Ao reler esse texto, dei-me conta do quão inspirado também estou sendo pelo poeta, ainda que indiretamente, ao começar e continuar a rascunhar essa história das origens da “nova direita”, cujo risco de se rebaixar à ideologia é imenso, se é que já não se rebaixou de vez. Por isso mesmo, Bruno Tolentino não cabe aqui como um de seus possíveis antecessores. É, antes, um seu antídoto que precisa ser resgatado, aplicado. Em outra entrevista, falando sobre ideologia, ou o mundo como ideia, disse:  “Qualquer que seja o apelido que a ‘dama ideia’ tenha, poderá ser vermelha, preta ou azul… onde não estiver o cristianismo tudo pode ser reduzido a ela. O cristianismo é este chamado à relação responsável homem a homem, do homem-Deus rumo ao homem, do Filho de Maria, que um dia nasceu e morava numa rua tal e que portanto não posso reduzir a uma ideia. Onde não houver esta relação fundamental com o fato humano fundamental, o Filho que saiu do ventre de Maria, a ‘dama ideia’ volta a dar o show dela. Veja esta Universidade Católica, para transformá-la naquilo que fizeram, precisou primeiro esvaziar o cristianismo de seu conteúdo, reduzindo-o a uma ótima ideia (vamos lutar para os pobres, vamos resolver as coisas etc…), assim a universidade se torna uma instituição. Para isso é preciso que desapareça tudo o que cheire a humanidade pura, eliminar Maria e os santos, desta forma Deus, o Deus Trinitário, fica lá no céu. Para que a ‘dama ideia’ possa dar as cartas é necessário esvaziar o cristianismo de conteúdo e deixá-lo no reino do conhecimento. O cristianismo seria a milésima ideia que a Humanidade não pôs em prática. Não se trata mais dessa ‘inexorável positividade do real’ que se me impõe e que impõe o outro. Assim é possível substituir a presença inevitável e opaca do outro com um receituário”.

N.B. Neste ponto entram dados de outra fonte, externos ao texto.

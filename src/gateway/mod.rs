//! Payment gateway abstraction.
//!
//! Both providers sit behind one [`PaymentGateway`] capability so the quote,
//! ledger, and reconciliation logic exist exactly once. A gateway knows how
//! to open a remote payment session, verify and decode its provider's
//! webhook events, and confirm a payment from client-supplied proof.

pub mod razorpay;
pub mod stripe;

use async_trait::async_trait;
use hmac::{Hmac, Mac};
use serde::{Deserialize, Serialize};
use sha2::Sha256;
use subtle::ConstantTimeEq;

use crate::error::{CoursepayError, Result};

pub use razorpay::RazorpayGateway;
pub use stripe::StripeGateway;

type HmacSha256 = Hmac<Sha256>;

/// Supported payment providers.
#[derive(Debug, Clone, Copy, PartialEq, Eq, Hash, Serialize, Deserialize)]
#[serde(rename_all = "lowercase")]
pub enum Provider {
    Stripe,
    Razorpay,
}

impl Provider {
    #[must_use]
    pub fn as_str(&self) -> &'static str {
        match self {
            Self::Stripe => "stripe",
            Self::Razorpay => "razorpay",
        }
    }

    /// Parse a provider from a path segment.
    pub fn parse(s: &str) -> Result<Self> {
        match s.to_ascii_lowercase().as_str() {
            "stripe" => Ok(Self::Stripe),
            "razorpay" => Ok(Self::Razorpay),
            other => Err(CoursepayError::validation(format!(
                "unknown payment provider '{other}'"
            ))),
        }
    }
}

impl std::fmt::Display for Provider {
    fn fmt(&self, f: &mut std::fmt::Formatter<'_>) -> std::fmt::Result {
        write!(f, "{}", self.as_str())
    }
}

/// Everything a gateway needs to open a remote session for one order.
/// Amounts are the server-computed values; client input never reaches here.
#[derive(Debug, Clone)]
pub struct CreateSessionRequest {
    pub order_id: String,
    pub course_id: String,
    pub course_title: String,
    pub unit_amount_minor: i64,
    pub quantity: u32,
    pub total_minor: i64,
    pub currency: String,
    pub customer_email: String,
    pub success_url: String,
    pub cancel_url: String,
}

/// Provider-specific continuation data handed back to the client.
#[derive(Debug, Clone, PartialEq, Eq, Serialize, Deserialize)]
#[serde(tag = "kind", rename_all = "camelCase")]
pub enum SessionHandle {
    /// Hosted checkout page; client follows the URL.
    #[serde(rename_all = "camelCase")]
    Redirect { url: String },
    /// Client-side SDK parameters (Razorpay-style inline checkout).
    #[serde(rename_all = "camelCase")]
    ClientParams {
        key_id: String,
        provider_order_id: String,
        amount_minor: i64,
        currency: String,
    },
}

/// A freshly created remote payment session.
#[derive(Debug, Clone)]
pub struct GatewaySession {
    /// Provider-side identifier bound to the ledger entry.
    pub provider_ref: String,
    pub handle: SessionHandle,
}

/// A verified payment report, normalized across providers and entry paths.
/// This is the only shape the reconciler consumes.
#[derive(Debug, Clone, PartialEq, Eq)]
pub struct PaymentNotice {
    pub provider: Provider,
    /// Unique id for webhook dedupe; synthesized for pull-path notices.
    pub event_id: String,
    /// Our ledger order id, when the provider echoes it back.
    pub order_id: Option<String>,
    pub amount_minor: i64,
    pub currency: String,
    /// Whether the provider reports the payment as completed.
    pub paid: bool,
}

/// Client-supplied proof for the pull/verify confirmation path.
#[derive(Debug, Clone, Deserialize)]
#[serde(tag = "provider", rename_all = "lowercase")]
pub enum ConfirmProof {
    #[serde(rename_all = "camelCase")]
    Stripe { session_id: String },
    #[serde(rename_all = "camelCase")]
    Razorpay {
        provider_order_id: String,
        payment_id: String,
        signature: String,
    },
}

/// One payment provider behind a uniform capability.
#[async_trait]
pub trait PaymentGateway: Send + Sync {
    fn provider(&self) -> Provider;

    /// Create the remote session/order scoped to the server-computed total.
    async fn create_session(&self, request: &CreateSessionRequest) -> Result<GatewaySession>;

    /// Verify a webhook signature and decode the event.
    ///
    /// `Ok(None)` means the signature checked out but the event type is not
    /// one we act on. A bad signature is always `Err(Signature)`.
    fn parse_webhook(&self, payload: &[u8], signature: &str) -> Result<Option<PaymentNotice>>;

    /// Pull path: verify client-supplied proof against provider-held state
    /// and produce a notice. Rejects before any side effect on bad proof.
    async fn confirm(&self, proof: &ConfirmProof) -> Result<PaymentNotice>;
}

/// HMAC-SHA256 over `payload`, hex-encoded.
pub(crate) fn hmac_sha256_hex(secret: &[u8], payload: &[u8]) -> String {
    let mut mac = HmacSha256::new_from_slice(secret).expect("HMAC accepts any key length");
    mac.update(payload);
    hex::encode(mac.finalize().into_bytes())
}

/// Timing-safe equality for hex-encoded signatures.
pub(crate) fn signatures_match(expected_hex: &str, provided_hex: &str) -> bool {
    let Ok(expected) = hex::decode(expected_hex) else {
        return false;
    };
    let Ok(provided) = hex::decode(provided_hex) else {
        return false;
    };
    if expected.len() != provided.len() {
        return false;
    }
    expected.ct_eq(&provided).into()
}

/// Mock gateway for tests.
pub mod test {
    use super::*;
    use std::sync::{Arc, Mutex};

    /// Scripted gateway: records session requests, returns canned notices.
    #[derive(Clone)]
    pub struct MockGateway {
        provider: Provider,
        sessions: Arc<Mutex<Vec<CreateSessionRequest>>>,
        confirm_notice: Arc<Mutex<Option<PaymentNotice>>>,
        fail_sessions: Arc<Mutex<bool>>,
    }

    impl MockGateway {
        #[must_use]
        pub fn new(provider: Provider) -> Self {
            Self {
                provider,
                sessions: Arc::default(),
                confirm_notice: Arc::default(),
                fail_sessions: Arc::new(Mutex::new(false)),
            }
        }

        /// Script the notice returned by `confirm`.
        pub fn set_confirm_notice(&self, notice: PaymentNotice) {
            *self.confirm_notice.lock().unwrap() = Some(notice);
        }

        /// Make `create_session` fail with an upstream error.
        pub fn fail_session_creation(&self) {
            *self.fail_sessions.lock().unwrap() = true;
        }

        pub fn session_requests(&self) -> Vec<CreateSessionRequest> {
            self.sessions.lock().unwrap().clone()
        }
    }

    #[async_trait]
    impl PaymentGateway for MockGateway {
        fn provider(&self) -> Provider {
            self.provider
        }

        async fn create_session(&self, request: &CreateSessionRequest) -> Result<GatewaySession> {
            if *self.fail_sessions.lock().unwrap() {
                return Err(CoursepayError::upstream("mock session creation failed"));
            }
            self.sessions.lock().unwrap().push(request.clone());
            let provider_ref = format!("mock_{}_{}", self.provider, request.order_id);
            let handle = match self.provider {
                Provider::Stripe => SessionHandle::Redirect {
                    url: format!("https://pay.example/{provider_ref}"),
                },
                Provider::Razorpay => SessionHandle::ClientParams {
                    key_id: "rzp_test_key".to_string(),
                    provider_order_id: provider_ref.clone(),
                    amount_minor: request.total_minor,
                    currency: request.currency.clone(),
                },
            };
            Ok(GatewaySession {
                provider_ref,
                handle,
            })
        }

        fn parse_webhook(&self, payload: &[u8], signature: &str) -> Result<Option<PaymentNotice>> {
            if signature != "test-signature" {
                return Err(CoursepayError::signature("invalid webhook signature"));
            }
            let notice: serde_json::Value = serde_json::from_slice(payload)
                .map_err(|e| CoursepayError::validation(format!("bad payload: {e}")))?;
            if notice.get("ignore").is_some() {
                return Ok(None);
            }
            Ok(Some(PaymentNotice {
                provider: self.provider,
                event_id: notice["eventId"].as_str().unwrap_or("evt_mock").to_string(),
                order_id: notice["orderId"].as_str().map(str::to_string),
                amount_minor: notice["amountMinor"].as_i64().unwrap_or(0),
                currency: notice["currency"].as_str().unwrap_or("usd").to_string(),
                paid: notice["paid"].as_bool().unwrap_or(false),
            }))
        }

        async fn confirm(&self, _proof: &ConfirmProof) -> Result<PaymentNotice> {
            self.confirm_notice
                .lock()
                .unwrap()
                .clone()
                .ok_or_else(|| CoursepayError::upstream("mock confirm not scripted"))
        }
    }
}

Onde não estiver o cristianismo tudo pode ser reduzido à ideologia. Não à toa sua penúltima grande obra se chama O mundo como ideia, de 2002, que faz par com a culminação de sua obra poética, A Imitação do Amanhecer, publicada em 2006. Mas quem lê Bruno Tolentino hoje em dia? Mais do que isso, quem lê e entende o que ele está dizendo? Por isso, ele estava mais do que certo ao terminar sua entrevista na qual contou sobre sua conversão dizendo: “Para mim o martírio é outro: é aguentar esse povo que não entende do que estou falando com a minha poesia”. Nunca é tarde para começarmos a entender. E para entender é preciso antes conhecer melhor a própria história.